Building Trust by Meeting People Where They Are
Because mistrust in healthcare can be widespread—especially in communities that have experienced neglect or harm—the program must work through partnerships and practical access points. The initiative’s strategy includes:
- Training community organizations to measure blood pressure correctly
- Offering checks in everyday settings—community programs, resource sites, and faith communities
- Mobile screenings to reach people outside traditional clinic walls
- Public education that feels relevant and motivating, not fear-based
He notes that older messaging like “the silent killer” may not be effective enough. The newer direction aims to connect hypertension control to what people care about most: protecting your future and your family.
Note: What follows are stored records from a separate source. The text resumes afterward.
use crate::errors::{ParserError, ParserResult};
use serde::{Deserialize, Serialize};

/// Configuration for parser behavior
#[derive(Debug, Clone, PartialEq, Serialize, Deserialize)]
pub struct ParserConfig {
    /// Drop `private` symbols (and everything nested inside them)
    pub skip_private: bool,

    /// Attach documentation comments to symbols
    pub include_docs: bool,

    /// When a declaration has no doc comment, attach the ordinary comment
    /// block directly above it instead
    pub attach_line_comments: bool,

    /// Maximum source size to outline (in bytes)
    /// Larger sources produce an empty outline and a `FileTooLarge` error
    pub max_file_size: usize,

    /// Enable parallel parsing (for `parse_batch`)
    pub parallel: bool,

    /// Number of parallel workers (None = rayon default)
    pub parallel_workers: Option<usize>,

    /// Separator placed between names in qualified paths
    pub path_separator: String,
}

impl Default for ParserConfig {
    fn default() -> Self {
        Self {
            skip_private: false,
            include_docs: true,
            attach_line_comments: false,
            max_file_size: 10 * 1024 * 1024, // 10 MB
            parallel: false,
            parallel_workers: None,
            path_separator: ".".to_string(),
        }
    }
}

impl ParserConfig {
    /// Create config for fast parsing (no docs, public API only)
    pub fn fast() -> Self {
        Self {
            skip_private: true,
            include_docs: false,
            ..Default::default()
        }
    }

    /// Create config for comprehensive parsing
    pub fn comprehensive() -> Self {
        Self {
            skip_private: false,
            include_docs: true,
            attach_line_comments: true,
            ..Default::default()
        }
    }

    /// Enable parallel parsing
    pub fn with_parallel(mut self, parallel: bool) -> Self {
        self.parallel = parallel;
        self
    }

    /// Set the worker count for parallel batches
    pub fn with_workers(mut self, workers: usize) -> Self {
        self.parallel_workers = Some(workers);
        self
    }

    /// Set maximum file size
    pub fn with_max_file_size(mut self, size: usize) -> Self {
        self.max_file_size = size;
        self
    }

    pub fn with_path_separator(mut self, separator: impl Into<String>) -> Self {
        self.path_separator = separator.into();
        self
    }

    /// Validate the configuration
    pub fn validate(&self) -> ParserResult<()> {
        if self.parallel_workers == Some(0) {
            return Err(ParserError::InvalidConfig(
                "parallel_workers must be greater than 0".to_string(),
            ));
        }

        if self.max_file_size == 0 {
            return Err(ParserError::InvalidConfig(
                "max_file_size must be greater than 0".to_string(),
            ));
        }

        if self.path_separator.is_empty() {
            return Err(ParserError::InvalidConfig(
                "path_separator cannot be empty".to_string(),
            ));
        }

        Ok(())
    }
}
A Major Shift in How Hypertension Should Be Treated
Best practice for hypertension has evolved—and the healthcare system doesn’t always keep up. Dr. Ansell describes the shift away from the old model (occasional readings with a wall cuff) toward a more effective, modern approach:
- Validated automatic cuffs
- Team-based care (not just one clinician)
- Home blood pressure monitoring
- Remote sharing of readings
- Faster medication adjustments when numbers are high
It can take many years for the best evidence to become routine practice everywhere—meaning patients may need to advocate for better measurement and monitoring methods.
What the Website Should Do: Inform, Guide, and Mobilize
Dr. Ansell outlines multiple audiences and jobs-to-be-done for Live Healthy Chicago’s web presence:
- Philanthropy and funders: clearly explain what makes the initiative different and why it matters
- Public awareness: define the challenge in plain, accessible terms
- Action for residents: provide “what do I do now?” pathways for anyone who needs a blood pressure check or guidance after a high reading
He references lessons from breast cancer equity work, where the key function was helping someone quickly answer: “I need a mammogram—how do I get one?” The parallel here is: “I need my blood pressure checked—what’s my next step?”
The Personal Proof Point
Near the end of the conversation, Dr. Ansell shares his own approach to maintaining healthy blood pressure: exercise and a vegetarian diet. A simple but grounded reminder that prevention and daily habits matter—alongside medical care and community-level change.